Task details: When the string "mpsc" is part of a line below, that line should be copied.

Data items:
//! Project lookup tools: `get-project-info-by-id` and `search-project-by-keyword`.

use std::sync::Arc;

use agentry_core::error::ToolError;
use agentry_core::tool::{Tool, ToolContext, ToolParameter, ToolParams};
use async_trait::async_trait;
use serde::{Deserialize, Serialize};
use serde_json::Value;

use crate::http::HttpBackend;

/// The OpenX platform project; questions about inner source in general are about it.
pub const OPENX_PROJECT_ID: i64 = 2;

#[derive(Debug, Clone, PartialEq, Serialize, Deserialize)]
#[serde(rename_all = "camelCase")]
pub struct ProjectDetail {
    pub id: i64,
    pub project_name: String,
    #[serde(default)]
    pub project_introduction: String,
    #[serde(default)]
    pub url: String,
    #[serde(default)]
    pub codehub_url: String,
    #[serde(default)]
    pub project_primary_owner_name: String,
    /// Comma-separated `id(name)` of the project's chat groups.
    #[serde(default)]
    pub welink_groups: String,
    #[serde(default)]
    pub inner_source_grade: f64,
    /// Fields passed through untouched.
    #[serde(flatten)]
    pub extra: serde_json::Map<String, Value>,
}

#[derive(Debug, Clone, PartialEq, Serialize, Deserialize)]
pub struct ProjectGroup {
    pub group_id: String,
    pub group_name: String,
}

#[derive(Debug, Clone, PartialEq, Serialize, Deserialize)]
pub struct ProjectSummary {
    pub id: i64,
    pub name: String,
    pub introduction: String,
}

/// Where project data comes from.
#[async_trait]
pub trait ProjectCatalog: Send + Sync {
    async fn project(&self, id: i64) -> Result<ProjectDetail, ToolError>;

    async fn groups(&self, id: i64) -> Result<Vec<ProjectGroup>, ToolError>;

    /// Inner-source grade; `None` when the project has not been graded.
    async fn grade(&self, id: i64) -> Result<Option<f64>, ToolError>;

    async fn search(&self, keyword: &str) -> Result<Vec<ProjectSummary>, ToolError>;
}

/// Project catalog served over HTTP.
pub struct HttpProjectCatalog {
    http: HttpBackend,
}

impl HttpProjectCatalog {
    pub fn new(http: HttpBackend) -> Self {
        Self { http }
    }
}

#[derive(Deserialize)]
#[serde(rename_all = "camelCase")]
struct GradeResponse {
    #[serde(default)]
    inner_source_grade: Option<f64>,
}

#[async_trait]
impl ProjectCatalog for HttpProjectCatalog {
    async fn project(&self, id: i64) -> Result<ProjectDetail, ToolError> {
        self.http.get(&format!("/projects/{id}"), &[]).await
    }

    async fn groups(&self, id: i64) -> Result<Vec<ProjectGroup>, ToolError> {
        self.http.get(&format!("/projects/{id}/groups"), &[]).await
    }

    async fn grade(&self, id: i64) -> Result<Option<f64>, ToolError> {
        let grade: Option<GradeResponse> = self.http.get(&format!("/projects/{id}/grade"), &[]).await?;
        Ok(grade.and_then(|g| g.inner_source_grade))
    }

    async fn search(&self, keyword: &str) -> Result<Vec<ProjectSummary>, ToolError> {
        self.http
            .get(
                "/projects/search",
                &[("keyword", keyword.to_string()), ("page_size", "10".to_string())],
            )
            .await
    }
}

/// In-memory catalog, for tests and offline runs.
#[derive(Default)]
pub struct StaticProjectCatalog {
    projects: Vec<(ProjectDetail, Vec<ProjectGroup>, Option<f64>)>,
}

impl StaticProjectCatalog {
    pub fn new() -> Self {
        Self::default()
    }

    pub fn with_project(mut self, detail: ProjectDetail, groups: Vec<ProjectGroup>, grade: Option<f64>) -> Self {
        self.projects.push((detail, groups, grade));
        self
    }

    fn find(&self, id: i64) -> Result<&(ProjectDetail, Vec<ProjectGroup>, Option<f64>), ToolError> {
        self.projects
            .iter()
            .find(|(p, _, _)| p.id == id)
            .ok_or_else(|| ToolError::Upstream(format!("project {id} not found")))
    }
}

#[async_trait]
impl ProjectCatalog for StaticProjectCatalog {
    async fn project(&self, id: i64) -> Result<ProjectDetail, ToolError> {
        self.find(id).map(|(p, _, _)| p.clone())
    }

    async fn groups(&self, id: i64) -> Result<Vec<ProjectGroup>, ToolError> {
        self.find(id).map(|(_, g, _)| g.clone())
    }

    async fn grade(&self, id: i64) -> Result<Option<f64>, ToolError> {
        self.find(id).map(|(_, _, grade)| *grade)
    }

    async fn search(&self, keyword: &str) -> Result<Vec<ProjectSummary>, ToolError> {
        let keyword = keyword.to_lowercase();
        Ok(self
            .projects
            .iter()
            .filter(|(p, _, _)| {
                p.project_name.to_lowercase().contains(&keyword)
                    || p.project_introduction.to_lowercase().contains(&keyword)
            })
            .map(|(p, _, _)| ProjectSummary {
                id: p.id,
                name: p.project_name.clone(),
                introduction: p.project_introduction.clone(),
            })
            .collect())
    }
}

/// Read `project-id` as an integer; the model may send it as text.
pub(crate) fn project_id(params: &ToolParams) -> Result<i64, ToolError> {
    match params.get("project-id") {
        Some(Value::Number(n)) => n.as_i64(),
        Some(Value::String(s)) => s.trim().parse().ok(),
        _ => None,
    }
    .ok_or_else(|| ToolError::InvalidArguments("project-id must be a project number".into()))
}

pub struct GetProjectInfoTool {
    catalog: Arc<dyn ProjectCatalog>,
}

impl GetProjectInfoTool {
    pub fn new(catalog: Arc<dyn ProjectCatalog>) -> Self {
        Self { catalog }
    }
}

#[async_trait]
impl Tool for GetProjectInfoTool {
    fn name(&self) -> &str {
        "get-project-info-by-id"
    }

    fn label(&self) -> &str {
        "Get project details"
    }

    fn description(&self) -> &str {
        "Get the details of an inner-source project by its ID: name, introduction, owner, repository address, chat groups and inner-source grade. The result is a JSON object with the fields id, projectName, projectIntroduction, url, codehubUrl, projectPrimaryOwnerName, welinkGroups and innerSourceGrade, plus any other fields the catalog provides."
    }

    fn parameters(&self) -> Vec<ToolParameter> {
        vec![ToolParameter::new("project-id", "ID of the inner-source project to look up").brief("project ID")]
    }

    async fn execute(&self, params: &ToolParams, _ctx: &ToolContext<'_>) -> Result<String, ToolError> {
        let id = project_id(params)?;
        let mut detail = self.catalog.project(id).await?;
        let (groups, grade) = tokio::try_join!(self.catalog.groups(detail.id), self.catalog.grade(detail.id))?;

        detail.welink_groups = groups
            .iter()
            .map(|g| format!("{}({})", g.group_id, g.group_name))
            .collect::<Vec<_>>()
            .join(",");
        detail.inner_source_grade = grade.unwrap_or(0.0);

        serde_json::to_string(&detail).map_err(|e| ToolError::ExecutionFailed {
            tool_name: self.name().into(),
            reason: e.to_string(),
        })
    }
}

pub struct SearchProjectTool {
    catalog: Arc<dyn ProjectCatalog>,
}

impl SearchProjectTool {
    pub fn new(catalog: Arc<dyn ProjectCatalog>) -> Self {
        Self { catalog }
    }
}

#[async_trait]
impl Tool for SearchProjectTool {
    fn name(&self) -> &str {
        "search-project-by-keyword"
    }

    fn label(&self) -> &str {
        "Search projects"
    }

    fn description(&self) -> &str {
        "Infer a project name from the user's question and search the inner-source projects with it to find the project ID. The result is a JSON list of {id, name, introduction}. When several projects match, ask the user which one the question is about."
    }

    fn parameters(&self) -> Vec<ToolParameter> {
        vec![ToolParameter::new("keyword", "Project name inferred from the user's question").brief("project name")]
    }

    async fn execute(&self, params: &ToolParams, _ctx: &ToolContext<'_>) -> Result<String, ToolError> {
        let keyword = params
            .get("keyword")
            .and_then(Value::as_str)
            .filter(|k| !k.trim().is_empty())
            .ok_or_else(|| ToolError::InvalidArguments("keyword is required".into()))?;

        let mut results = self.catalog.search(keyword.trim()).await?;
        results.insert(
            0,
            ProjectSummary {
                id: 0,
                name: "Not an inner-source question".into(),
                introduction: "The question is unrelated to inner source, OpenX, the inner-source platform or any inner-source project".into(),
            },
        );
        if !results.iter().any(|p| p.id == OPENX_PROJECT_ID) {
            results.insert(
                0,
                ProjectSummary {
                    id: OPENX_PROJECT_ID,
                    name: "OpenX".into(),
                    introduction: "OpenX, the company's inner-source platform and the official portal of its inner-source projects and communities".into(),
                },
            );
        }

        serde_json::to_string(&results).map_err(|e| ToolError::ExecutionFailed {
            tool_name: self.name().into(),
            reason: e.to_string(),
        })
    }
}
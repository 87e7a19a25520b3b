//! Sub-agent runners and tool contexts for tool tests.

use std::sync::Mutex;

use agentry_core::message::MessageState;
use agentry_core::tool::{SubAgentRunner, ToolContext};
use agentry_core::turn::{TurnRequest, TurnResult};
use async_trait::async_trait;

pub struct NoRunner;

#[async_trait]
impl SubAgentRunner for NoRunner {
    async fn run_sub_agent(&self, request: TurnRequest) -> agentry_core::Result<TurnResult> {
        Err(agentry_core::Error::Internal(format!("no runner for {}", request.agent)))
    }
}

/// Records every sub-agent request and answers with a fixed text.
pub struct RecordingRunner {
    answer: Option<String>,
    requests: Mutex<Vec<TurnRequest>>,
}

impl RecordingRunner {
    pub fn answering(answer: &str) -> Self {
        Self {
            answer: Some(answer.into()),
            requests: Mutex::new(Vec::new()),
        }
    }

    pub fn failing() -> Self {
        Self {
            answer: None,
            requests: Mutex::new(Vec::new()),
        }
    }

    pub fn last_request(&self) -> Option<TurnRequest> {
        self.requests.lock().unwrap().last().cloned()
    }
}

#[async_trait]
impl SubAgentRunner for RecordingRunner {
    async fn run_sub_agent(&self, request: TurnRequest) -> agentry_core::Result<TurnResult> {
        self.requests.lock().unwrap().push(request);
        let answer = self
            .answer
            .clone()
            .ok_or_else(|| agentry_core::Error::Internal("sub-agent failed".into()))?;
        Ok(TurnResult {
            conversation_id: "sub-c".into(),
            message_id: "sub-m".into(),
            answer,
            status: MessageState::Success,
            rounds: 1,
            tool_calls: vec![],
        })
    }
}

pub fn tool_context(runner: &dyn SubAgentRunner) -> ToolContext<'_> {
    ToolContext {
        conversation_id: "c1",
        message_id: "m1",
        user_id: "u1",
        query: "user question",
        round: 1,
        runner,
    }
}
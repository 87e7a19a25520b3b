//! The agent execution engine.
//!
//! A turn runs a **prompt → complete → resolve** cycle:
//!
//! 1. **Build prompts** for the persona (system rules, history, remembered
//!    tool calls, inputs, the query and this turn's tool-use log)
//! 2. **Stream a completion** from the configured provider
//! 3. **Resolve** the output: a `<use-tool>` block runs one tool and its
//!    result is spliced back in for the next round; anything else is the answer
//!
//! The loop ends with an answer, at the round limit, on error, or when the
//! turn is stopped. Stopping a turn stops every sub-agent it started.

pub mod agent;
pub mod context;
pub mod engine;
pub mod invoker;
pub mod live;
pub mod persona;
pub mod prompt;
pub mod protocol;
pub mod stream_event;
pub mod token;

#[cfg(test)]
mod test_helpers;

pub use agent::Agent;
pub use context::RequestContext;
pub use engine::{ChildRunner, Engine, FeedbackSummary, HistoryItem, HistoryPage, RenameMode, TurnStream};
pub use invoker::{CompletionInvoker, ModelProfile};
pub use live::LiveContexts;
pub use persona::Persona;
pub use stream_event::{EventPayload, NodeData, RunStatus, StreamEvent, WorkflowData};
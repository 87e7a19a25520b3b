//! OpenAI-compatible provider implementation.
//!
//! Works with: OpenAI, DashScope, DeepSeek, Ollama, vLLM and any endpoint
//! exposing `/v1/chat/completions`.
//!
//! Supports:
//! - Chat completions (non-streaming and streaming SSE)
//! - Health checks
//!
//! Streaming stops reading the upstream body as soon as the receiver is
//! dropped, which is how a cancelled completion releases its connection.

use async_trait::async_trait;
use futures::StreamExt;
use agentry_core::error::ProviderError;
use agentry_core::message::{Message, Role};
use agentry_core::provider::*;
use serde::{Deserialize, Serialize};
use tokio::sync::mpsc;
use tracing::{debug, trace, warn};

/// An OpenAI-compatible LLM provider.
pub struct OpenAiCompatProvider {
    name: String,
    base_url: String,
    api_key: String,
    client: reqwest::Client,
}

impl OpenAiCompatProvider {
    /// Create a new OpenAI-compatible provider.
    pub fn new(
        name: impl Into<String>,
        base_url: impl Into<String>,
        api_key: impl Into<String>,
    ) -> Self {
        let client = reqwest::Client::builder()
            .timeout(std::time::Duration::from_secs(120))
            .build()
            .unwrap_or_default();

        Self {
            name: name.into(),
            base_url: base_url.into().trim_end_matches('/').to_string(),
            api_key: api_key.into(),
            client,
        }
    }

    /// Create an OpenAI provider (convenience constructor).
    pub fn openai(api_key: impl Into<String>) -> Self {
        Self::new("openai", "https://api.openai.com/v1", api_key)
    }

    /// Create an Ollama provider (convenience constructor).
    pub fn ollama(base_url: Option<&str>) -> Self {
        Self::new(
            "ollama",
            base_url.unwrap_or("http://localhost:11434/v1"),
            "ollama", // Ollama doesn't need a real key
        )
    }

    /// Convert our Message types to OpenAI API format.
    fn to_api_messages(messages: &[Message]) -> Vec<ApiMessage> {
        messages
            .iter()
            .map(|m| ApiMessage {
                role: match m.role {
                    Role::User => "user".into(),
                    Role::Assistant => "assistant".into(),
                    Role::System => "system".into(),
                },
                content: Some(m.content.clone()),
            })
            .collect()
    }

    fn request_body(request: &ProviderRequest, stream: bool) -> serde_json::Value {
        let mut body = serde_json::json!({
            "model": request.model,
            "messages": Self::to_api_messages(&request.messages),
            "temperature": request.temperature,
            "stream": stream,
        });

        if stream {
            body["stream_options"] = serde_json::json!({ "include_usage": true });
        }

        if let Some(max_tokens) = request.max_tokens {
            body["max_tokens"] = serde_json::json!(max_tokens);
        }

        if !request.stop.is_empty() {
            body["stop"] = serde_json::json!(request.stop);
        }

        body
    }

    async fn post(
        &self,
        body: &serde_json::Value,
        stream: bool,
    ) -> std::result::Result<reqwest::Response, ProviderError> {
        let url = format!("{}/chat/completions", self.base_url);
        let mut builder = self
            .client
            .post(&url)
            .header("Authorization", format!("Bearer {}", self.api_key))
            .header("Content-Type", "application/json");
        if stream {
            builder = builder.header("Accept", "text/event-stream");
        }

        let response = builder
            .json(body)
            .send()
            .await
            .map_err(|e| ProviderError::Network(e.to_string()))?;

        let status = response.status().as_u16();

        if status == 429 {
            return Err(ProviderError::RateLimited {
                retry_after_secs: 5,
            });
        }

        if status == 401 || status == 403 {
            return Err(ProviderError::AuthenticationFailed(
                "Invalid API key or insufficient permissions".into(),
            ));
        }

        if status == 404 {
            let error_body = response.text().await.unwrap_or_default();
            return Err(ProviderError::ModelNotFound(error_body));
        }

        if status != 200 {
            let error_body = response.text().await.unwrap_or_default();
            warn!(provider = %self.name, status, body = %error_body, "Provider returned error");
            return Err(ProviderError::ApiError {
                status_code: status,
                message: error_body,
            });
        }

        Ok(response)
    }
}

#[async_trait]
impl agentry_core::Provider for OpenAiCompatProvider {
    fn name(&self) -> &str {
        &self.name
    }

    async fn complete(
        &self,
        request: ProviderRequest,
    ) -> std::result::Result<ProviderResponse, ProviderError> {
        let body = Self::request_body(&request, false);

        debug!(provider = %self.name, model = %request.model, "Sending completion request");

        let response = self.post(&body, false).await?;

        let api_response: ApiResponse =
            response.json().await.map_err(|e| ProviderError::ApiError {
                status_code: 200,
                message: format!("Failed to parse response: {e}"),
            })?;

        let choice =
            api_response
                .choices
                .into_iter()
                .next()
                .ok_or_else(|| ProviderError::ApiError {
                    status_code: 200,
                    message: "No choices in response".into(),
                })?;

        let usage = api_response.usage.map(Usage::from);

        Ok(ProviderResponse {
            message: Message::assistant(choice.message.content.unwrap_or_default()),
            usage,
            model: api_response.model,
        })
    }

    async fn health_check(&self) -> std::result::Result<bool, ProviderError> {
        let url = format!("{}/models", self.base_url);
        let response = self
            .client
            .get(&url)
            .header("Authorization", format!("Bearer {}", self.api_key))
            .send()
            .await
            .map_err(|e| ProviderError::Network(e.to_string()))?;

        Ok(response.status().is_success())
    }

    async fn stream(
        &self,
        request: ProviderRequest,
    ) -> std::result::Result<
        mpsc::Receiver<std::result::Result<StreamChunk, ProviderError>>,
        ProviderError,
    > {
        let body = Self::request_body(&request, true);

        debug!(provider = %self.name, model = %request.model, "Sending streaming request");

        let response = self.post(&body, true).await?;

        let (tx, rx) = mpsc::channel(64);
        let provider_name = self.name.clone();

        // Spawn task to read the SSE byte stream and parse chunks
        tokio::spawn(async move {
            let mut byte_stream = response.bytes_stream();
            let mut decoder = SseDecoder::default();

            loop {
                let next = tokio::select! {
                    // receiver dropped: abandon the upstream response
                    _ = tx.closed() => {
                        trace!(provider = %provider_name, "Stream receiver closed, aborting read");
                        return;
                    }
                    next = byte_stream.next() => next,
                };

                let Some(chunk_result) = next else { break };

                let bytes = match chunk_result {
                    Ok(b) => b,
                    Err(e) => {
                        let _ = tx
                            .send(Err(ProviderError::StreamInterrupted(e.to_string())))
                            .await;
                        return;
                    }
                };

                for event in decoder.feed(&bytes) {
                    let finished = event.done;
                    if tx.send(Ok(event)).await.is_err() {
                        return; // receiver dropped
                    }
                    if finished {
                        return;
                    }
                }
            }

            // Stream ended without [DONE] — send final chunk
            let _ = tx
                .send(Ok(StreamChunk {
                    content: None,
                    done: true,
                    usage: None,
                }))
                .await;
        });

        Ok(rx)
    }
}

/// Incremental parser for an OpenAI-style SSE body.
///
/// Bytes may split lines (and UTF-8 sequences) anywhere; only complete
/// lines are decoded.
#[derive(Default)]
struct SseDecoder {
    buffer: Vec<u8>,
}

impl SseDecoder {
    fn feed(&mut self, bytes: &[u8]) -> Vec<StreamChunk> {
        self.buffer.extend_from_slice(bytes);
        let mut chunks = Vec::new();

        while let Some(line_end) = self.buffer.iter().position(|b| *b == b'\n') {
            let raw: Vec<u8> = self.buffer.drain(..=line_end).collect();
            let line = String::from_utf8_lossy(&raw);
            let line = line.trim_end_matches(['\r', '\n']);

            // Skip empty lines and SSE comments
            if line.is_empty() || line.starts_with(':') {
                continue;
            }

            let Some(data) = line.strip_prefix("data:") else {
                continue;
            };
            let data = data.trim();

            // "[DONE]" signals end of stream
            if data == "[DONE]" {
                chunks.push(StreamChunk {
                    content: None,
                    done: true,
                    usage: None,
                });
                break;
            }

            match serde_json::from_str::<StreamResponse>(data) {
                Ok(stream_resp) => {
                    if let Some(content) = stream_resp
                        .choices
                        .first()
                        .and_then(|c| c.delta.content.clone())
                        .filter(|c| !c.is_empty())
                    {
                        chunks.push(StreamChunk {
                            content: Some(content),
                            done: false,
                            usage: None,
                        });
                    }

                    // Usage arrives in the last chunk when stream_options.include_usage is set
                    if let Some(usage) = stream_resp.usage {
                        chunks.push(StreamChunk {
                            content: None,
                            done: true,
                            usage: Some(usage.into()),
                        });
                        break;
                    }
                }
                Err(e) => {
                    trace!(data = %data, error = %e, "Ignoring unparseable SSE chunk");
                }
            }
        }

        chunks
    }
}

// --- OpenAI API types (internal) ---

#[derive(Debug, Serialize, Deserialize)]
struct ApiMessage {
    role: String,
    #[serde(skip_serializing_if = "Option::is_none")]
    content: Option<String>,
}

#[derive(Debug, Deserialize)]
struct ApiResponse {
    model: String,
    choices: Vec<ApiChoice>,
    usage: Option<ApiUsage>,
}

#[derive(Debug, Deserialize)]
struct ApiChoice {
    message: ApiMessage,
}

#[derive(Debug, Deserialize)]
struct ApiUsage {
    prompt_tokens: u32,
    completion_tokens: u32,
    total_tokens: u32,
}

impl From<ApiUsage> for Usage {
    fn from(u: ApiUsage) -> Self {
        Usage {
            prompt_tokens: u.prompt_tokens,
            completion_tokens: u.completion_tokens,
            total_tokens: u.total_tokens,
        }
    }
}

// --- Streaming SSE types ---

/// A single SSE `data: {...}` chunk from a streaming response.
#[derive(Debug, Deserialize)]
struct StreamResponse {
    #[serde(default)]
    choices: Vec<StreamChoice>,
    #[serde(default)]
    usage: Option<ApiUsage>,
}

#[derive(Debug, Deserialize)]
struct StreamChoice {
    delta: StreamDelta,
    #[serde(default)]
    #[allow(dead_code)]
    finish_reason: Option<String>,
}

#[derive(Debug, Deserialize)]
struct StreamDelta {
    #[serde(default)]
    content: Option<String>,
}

Task solution:
use tokio::sync::mpsc;
        mpsc::Receiver<std::result::Result<StreamChunk, ProviderError>>,
        let (tx, rx) = mpsc::channel(64);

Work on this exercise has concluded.